Exercise objective ▸ Find the lines below that contain the string "filters". Copy each one.

Records excerpted from a collection:
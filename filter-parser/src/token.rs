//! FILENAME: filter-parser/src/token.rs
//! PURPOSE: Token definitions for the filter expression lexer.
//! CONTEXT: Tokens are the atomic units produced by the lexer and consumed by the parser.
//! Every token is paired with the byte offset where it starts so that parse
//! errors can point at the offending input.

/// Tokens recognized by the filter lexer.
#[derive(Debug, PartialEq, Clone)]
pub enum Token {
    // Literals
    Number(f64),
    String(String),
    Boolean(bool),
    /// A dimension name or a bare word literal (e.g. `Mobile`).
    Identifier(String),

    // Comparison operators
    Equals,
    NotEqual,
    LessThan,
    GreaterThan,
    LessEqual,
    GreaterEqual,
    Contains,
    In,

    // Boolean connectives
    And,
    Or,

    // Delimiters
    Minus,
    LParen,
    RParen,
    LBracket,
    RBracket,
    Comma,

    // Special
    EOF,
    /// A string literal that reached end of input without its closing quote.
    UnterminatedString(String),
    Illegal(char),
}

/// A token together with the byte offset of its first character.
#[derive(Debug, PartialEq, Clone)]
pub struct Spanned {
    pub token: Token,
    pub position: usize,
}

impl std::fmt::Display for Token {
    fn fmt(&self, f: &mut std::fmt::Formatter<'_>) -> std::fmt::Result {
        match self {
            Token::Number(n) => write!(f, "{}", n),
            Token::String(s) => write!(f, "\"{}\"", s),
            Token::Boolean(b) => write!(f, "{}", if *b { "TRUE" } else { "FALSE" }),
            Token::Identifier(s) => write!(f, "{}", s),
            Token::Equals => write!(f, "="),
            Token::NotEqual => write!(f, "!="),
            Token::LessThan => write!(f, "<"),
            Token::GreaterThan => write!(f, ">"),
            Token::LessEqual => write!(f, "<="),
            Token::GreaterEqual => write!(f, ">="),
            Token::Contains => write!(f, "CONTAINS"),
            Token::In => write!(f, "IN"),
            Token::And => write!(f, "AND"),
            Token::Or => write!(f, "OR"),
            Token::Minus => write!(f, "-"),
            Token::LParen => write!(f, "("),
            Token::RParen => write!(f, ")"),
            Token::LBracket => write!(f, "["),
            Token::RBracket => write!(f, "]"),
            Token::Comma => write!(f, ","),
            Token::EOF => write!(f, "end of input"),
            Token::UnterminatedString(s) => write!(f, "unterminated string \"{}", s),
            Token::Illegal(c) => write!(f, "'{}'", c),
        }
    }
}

--

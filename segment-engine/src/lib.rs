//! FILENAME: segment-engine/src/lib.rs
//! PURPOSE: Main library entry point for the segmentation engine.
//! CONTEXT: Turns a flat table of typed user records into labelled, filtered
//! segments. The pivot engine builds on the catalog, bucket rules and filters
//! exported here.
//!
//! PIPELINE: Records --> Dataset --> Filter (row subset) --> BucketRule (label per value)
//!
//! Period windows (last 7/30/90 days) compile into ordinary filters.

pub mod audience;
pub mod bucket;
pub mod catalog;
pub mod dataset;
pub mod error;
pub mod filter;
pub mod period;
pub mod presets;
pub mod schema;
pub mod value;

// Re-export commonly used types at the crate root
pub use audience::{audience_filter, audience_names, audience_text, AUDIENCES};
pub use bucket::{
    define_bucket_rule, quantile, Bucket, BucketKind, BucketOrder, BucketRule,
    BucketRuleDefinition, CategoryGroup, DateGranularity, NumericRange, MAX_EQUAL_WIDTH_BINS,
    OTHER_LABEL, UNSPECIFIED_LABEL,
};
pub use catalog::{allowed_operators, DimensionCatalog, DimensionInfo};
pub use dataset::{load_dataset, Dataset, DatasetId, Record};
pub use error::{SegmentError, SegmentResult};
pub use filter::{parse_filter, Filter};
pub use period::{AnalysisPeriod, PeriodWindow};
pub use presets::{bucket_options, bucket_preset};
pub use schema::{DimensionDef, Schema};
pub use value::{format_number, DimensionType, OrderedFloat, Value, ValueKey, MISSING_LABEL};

Task solution ▸
//! segments. The pivot engine builds on the catalog, bucket rules and filters
//! Period windows (last 7/30/90 days) compile into ordinary filters.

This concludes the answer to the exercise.